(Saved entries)
>>>
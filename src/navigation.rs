//! Reading order and previous/next links.
//!
//! Two walks over the sidebar tree, both depth-first with parents before
//! children:
//!
//! - [`pages`] lists every node that has a page: files, and directories
//!   with an `index.md`. This is what gets rendered.
//! - [`flatten`] lists the reading order used for previous/next links. Only
//!   entries without children are stops, so a section's landing page is
//!   reached from the sidebar but never by stepping through the pages.
//!   A directory holding nothing but its `index.md` is a stop.
//!
//! ```text
//! Guides/ (index)      pages:    guides, guides/advanced/tuning,
//!   Advanced/                    guides/setup, faq
//!     Tuning           flatten:  guides/advanced/tuning, guides/setup, faq
//!   Setup
//! Faq
//! ```

use crate::types::ContentNode;
use serde::Serialize;

/// A page in reading order.
#[derive(Debug, Clone, PartialEq, Eq, Serialize)]
pub struct NavEntry {
    pub slug: String,
    pub title: String,
}

/// Neighbours of a page in reading order.
#[derive(Debug, Clone, Default, PartialEq, Eq)]
pub struct PrevNext<'a> {
    pub prev: Option<&'a NavEntry>,
    pub next: Option<&'a NavEntry>,
}

/// Flatten the tree into reading order: clickable entries with no children.
pub fn flatten(tree: &[ContentNode]) -> Vec<NavEntry> {
    let mut out = Vec::new();
    walk(tree, true, &mut out);
    out
}

/// Every node with a page, parents before children.
pub fn pages(tree: &[ContentNode]) -> Vec<NavEntry> {
    let mut out = Vec::new();
    walk(tree, false, &mut out);
    out
}

fn walk(nodes: &[ContentNode], leaves_only: bool, out: &mut Vec<NavEntry>) {
    for node in nodes {
        let stop = !leaves_only || node.children.is_empty();
        if stop && node.is_clickable() {
            out.push(NavEntry {
                slug: node.slug.clone(),
                title: node.title.clone(),
            });
        }
        walk(&node.children, leaves_only, out);
    }
}

/// Previous and next pages around `slug`; both empty if `slug` is not listed.
pub fn neighbours<'a>(flat: &'a [NavEntry], slug: &str) -> PrevNext<'a> {
    match flat.iter().position(|e| e.slug == slug) {
        Some(i) => PrevNext {
            prev: i.checked_sub(1).and_then(|p| flat.get(p)),
            next: flat.get(i + 1),
        },
        None => PrevNext::default(),
    }
}
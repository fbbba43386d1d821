//! Sidebar filtering by title.
//!
//! Keeps the nodes whose title contains the query (case-insensitive) together
//! with the directories leading to them. A directory that matches on its own
//! title but has no matching descendants is kept bare, with no children,
//! rather than expanded with everything it holds. Order is never changed.
//!
//! The generated site runs the same rules in `static/docs.js` against the
//! rendered sidebar; this module is the reference used by the CLI and tests.

use crate::types::ContentNode;

/// Filter a tree by a free-text query matched against node titles.
///
/// An empty query returns the tree unchanged.
pub fn filter_nodes(tree: &[ContentNode], query: &str) -> Vec<ContentNode> {
    if query.is_empty() {
        return tree.to_vec();
    }
    let needle = query.to_lowercase();
    filter_level(tree, &needle)
}

fn filter_level(nodes: &[ContentNode], needle: &str) -> Vec<ContentNode> {
    nodes
        .iter()
        .filter_map(|node| {
            let title_matches = node.title.to_lowercase().contains(needle);
            if !node.is_directory {
                return title_matches.then(|| node.clone());
            }

            let children = filter_level(&node.children, needle);
            (title_matches || !children.is_empty()).then(|| ContentNode {
                slug: node.slug.clone(),
                title: node.title.clone(),
                is_directory: true,
                has_index: node.has_index,
                children,
            })
        })
        .collect()
}

/// Number of nodes in a tree, directories included.
pub fn count_nodes(tree: &[ContentNode]) -> usize {
    tree.iter().map(|n| 1 + count_nodes(&n.children)).sum()
}
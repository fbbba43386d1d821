//! Slug to document resolution.
//!
//! A slug addresses either a file or a directory's landing page:
//!
//! ```text
//! guides/setup  →  content/guides/setup.md
//! guides        →  content/guides.md, else content/guides/index.md
//! ""            →  content/index.md            (home page body)
//! ```
//!
//! Not-found is an ordinary outcome reported as `None`: a missing file, a
//! directory without `index.md`, an unsafe slug, or a read failure. Nothing
//! here aborts a build; the caller renders a "page not found" view instead.
//!
//! Documents are read fresh on every call and never cached, so resolving the
//! same slug twice after an edit sees the edit.

use crate::metadata::{self, FrontMatter};
use crate::naming::{self, INDEX_NAME, MARKDOWN_EXT};
use crate::types::{Breadcrumb, DocMeta, Document};
use std::fs;
use std::path::PathBuf;

/// Resolves slugs against a content root.
#[derive(Debug, Clone)]
pub struct DocumentLoader {
    root: PathBuf,
}

impl DocumentLoader {
    pub fn new(root: impl Into<PathBuf>) -> Self {
        Self { root: root.into() }
    }

    /// Resolve a slug to its document, or `None` when there is none.
    pub fn resolve(&self, slug: &str) -> Option<Document> {
        let segments = slug_segments(slug)?;
        let path = self.locate(&segments)?;

        let raw = match fs::read_to_string(&path) {
            Ok(raw) => raw,
            Err(e) => {
                log::warn!("cannot read {}: {e}", path.display());
                return None;
            }
        };
        log::debug!("resolved '{slug}' to {}", path.display());

        let (front_matter, content) = metadata::split_front_matter(&raw);
        let slug = segments.join("/");
        Some(Document {
            meta: doc_meta(&front_matter, &slug),
            slug,
            content,
            breadcrumbs: self.breadcrumbs(&segments),
        })
    }

    /// `slug.md` first, then `slug/index.md` if `slug` is a directory.
    fn locate(&self, segments: &[&str]) -> Option<PathBuf> {
        let base = segments.iter().fold(self.root.clone(), |p, s| p.join(s));

        if let Some(name) = segments.last() {
            let file = base.with_file_name(format!("{name}.{MARKDOWN_EXT}"));
            if file.is_file() {
                return Some(file);
            }
        }

        if base.is_dir() {
            let index = base.join(format!("{INDEX_NAME}.{MARKDOWN_EXT}"));
            if index.is_file() {
                return Some(index);
            }
        }
        None
    }

    /// One crumb per ancestor directory, root first, excluding the document.
    ///
    /// Crumbs follow the slug rather than the file, so `guides` resolved
    /// through `guides/index.md` has no crumbs, the same as `faq`.
    fn breadcrumbs(&self, segments: &[&str]) -> Vec<Breadcrumb> {
        let parents = segments.len().saturating_sub(1);
        let mut crumbs = Vec::with_capacity(parents);
        let mut dir = self.root.clone();
        for (i, name) in segments.iter().take(parents).enumerate() {
            dir.push(name);
            crumbs.push(Breadcrumb {
                slug: segments[..=i].join("/"),
                title: metadata::dir_title(&dir, name),
            });
        }
        crumbs
    }
}

fn doc_meta(front_matter: &FrontMatter, slug: &str) -> DocMeta {
    DocMeta {
        title: metadata::resolve(&[front_matter.title.as_deref()])
            .unwrap_or_else(|| naming::fallback_page_title(slug)),
        description: metadata::resolve(&[front_matter.description.as_deref()]).unwrap_or_default(),
    }
}

/// Split a slug into path segments, rejecting anything that could leave the
/// content root. The empty slug is the root itself.
fn slug_segments(slug: &str) -> Option<Vec<&str>> {
    let trimmed = slug.trim_end_matches('/');
    if trimmed.is_empty() {
        return Some(Vec::new());
    }
    if trimmed.starts_with('/') || trimmed.contains('\\') {
        return None;
    }
    let segments: Vec<&str> = trimmed.split('/').collect();
    let safe = segments
        .iter()
        .all(|s| !s.is_empty() && *s != "." && *s != ".." && !s.contains('\0'));
    safe.then_some(segments)
}
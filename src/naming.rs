//! Filename to title conversion shared by the sidebar, breadcrumbs and pages.
//!
//! Content files carry no ordering prefix: the path *is* the address. Two
//! display forms are derived from a path segment:
//!
//! - **Node title** ([`display_title`]): dashes split the name into words and
//!   each word gets an upper-case first letter.
//!   `getting-started` → "Getting Started", used in the sidebar and breadcrumbs.
//! - **Page fallback title** ([`fallback_page_title`]): dashes become spaces,
//!   case untouched. `getting-started` → "getting started", used as the
//!   document heading when front matter has no `title`.

/// Name of the landing-page document inside a directory.
pub const INDEX_NAME: &str = "index";

/// Per-directory metadata file (JSON) carrying title overrides.
pub const DIR_META_FILE: &str = "_meta.json";

/// Markdown file extension recognised by the scanner.
pub const MARKDOWN_EXT: &str = "md";

/// Title-case a path segment: `deploy-to-production` → "Deploy To Production".
///
/// Empty words (from `a--b` or a trailing dash) are kept so the word count
/// matches the dash count, the same as a plain split would give.
pub fn display_title(name: &str) -> String {
    name.split('-')
        .map(capitalize_first)
        .collect::<Vec<_>>()
        .join(" ")
}

/// Page heading used when a document declares no title.
///
/// Takes the last segment of the slug and turns dashes into spaces.
pub fn fallback_page_title(slug: &str) -> String {
    last_segment(slug).replace('-', " ")
}

/// Last `/`-separated segment of a slug.
pub fn last_segment(slug: &str) -> &str {
    slug.rsplit('/').next().unwrap_or(slug)
}

fn capitalize_first(word: &str) -> String {
    let mut chars = word.chars();
    match chars.next() {
        Some(first) => first.to_uppercase().chain(chars).collect(),
        None => String::new(),
    }
}
fn copy_dir_recursive(src: &Path, dst: &Path) -> std::io::Result<usize> {
    let mut copied = 0;
    for entry in fs::read_dir(src)? {
        let entry = entry?;
        let src_path = entry.path();
        let dst_path = dst.join(entry.file_name());

        if src_path.is_dir() {
            fs::create_dir_all(&dst_path)?;
            copied += copy_dir_recursive(&src_path, &dst_path)?;
        } else {
            fs::copy(&src_path, &dst_path)?;
            copied += 1;
        }
    }
    Ok(copied)
}

/// Convert markdown to HTML with the GitHub-flavored extensions.
pub fn render_markdown(markdown: &str) -> String {
    let mut options = Options::empty();
    options.insert(Options::ENABLE_TABLES);
    options.insert(Options::ENABLE_STRIKETHROUGH);
    options.insert(Options::ENABLE_TASKLISTS);
    options.insert(Options::ENABLE_FOOTNOTES);

    let parser = Parser::new_ext(markdown, options);
    let mut body_html = String::new();
    md_html::push_html(&mut body_html, parser);
    body_html
}

// ============================================================================
// HTML Components
// ============================================================================

/// Renders the base HTML document structure
fn base_document(title: &str, description: &str, css: &str, content: Markup) -> Markup {
    html! {
        (DOCTYPE)
        html lang="en" {
            head {
                meta charset="UTF-8";
                meta name="viewport" content="width=device-width, initial-scale=1.0";
                title { (title) }
                @if !description.is_empty() {
                    meta name="description" content=(description);
                }
                style { (PreEscaped(css)) }
            }
            body {
                (content)
                script { (PreEscaped(JS)) }
            }
        }
    }
}
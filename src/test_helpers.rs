//! Shared test utilities for the simple-docs test suite.
//!
//! Provides fixture setup, lookup helpers that panic with the available
//! choices on a miss, and a tree shape assertion for the sidebar hierarchy.
//!
//! # Usage
//!
//! ```rust
//! use crate::test_helpers::*;
//!
//! let tmp = setup_fixtures();
//! let manifest = scan(tmp.path()).unwrap();
//!
//! let guides = find_node(&manifest.tree, "guides");
//! assert!(guides.has_index);
//!
//! assert_tree_shape(&manifest.tree, &[
//!     ("User Guides", &["Installation", "Setup"]),
//!     ("Faq", &[]),
//! ]);
//! ```

use std::path::Path;
use tempfile::TempDir;

use crate::types::ContentNode;

// =========================================================================
// Fixture setup
// =========================================================================

/// Copy `fixtures/content/` to a temp directory and return it.
///
/// Tests get an isolated copy they can mutate without affecting other tests
/// or the source fixtures.
pub fn setup_fixtures() -> TempDir {
    let tmp = TempDir::new().unwrap();
    let fixtures = Path::new(env!("CARGO_MANIFEST_DIR")).join("fixtures/content");
    copy_dir_recursive(&fixtures, tmp.path()).unwrap();
    tmp
}

fn copy_dir_recursive(src: &Path, dst: &Path) -> std::io::Result<()> {
    for entry in std::fs::read_dir(src)? {
        let entry = entry?;
        let src_path = entry.path();
        let dst_path = dst.join(entry.file_name());

        if src_path.is_dir() {
            std::fs::create_dir_all(&dst_path)?;
            copy_dir_recursive(&src_path, &dst_path)?;
        } else {
            std::fs::copy(&src_path, &dst_path)?;
        }
    }
    Ok(())
}

// =========================================================================
// Tree lookups: panic with a clear message on miss
// =========================================================================

/// Find a node anywhere in the tree by slug. Panics if not found.
pub fn find_node<'a>(tree: &'a [ContentNode], slug: &str) -> &'a ContentNode {
    crate::hierarchy::find_node(tree, slug).unwrap_or_else(|| {
        let slugs = all_slugs(tree);
        panic!("node '{slug}' not found. Available: {slugs:?}")
    })
}

/// Every slug in the tree, depth-first.
pub fn all_slugs(tree: &[ContentNode]) -> Vec<&str> {
    fn walk<'a>(nodes: &'a [ContentNode], out: &mut Vec<&'a str>) {
        for node in nodes {
            out.push(&node.slug);
            walk(&node.children, out);
        }
    }
    let mut out = Vec::new();
    walk(tree, &mut out);
    out
}

// =========================================================================
// Shape helpers
// =========================================================================

/// Top-level titles in order.
pub fn tree_titles(tree: &[ContentNode]) -> Vec<&str> {
    tree.iter().map(|n| n.title.as_str()).collect()
}

/// Child titles under a top-level node. Panics if the parent is not found.
pub fn child_titles<'a>(tree: &'a [ContentNode], parent_title: &str) -> Vec<&'a str> {
    tree.iter()
        .find(|n| n.title == parent_title)
        .map(|n| tree_titles(&n.children))
        .unwrap_or_else(|| {
            let titles = tree_titles(tree);
            panic!("node '{parent_title}' not found. Available: {titles:?}")
        })
}

/// Assert that the top two levels of the tree match an expected shape.
///
/// Each entry is `(title, children)`. Use `&[]` for leaves.
pub fn assert_tree_shape(tree: &[ContentNode], expected: &[(&str, &[&str])]) {
    let expected_titles: Vec<&str> = expected.iter().map(|(t, _)| *t).collect();
    assert_eq!(tree_titles(tree), expected_titles, "top-level titles mismatch");

    for (title, children) in expected {
        assert_eq!(
            child_titles(tree, title),
            children.to_vec(),
            "children of '{title}' mismatch"
        );
    }
}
<<<
Instructions to follow -
Check each line of the entries for the word "TempDir". State how many lines hold it, and write nothing else.

Task result -
3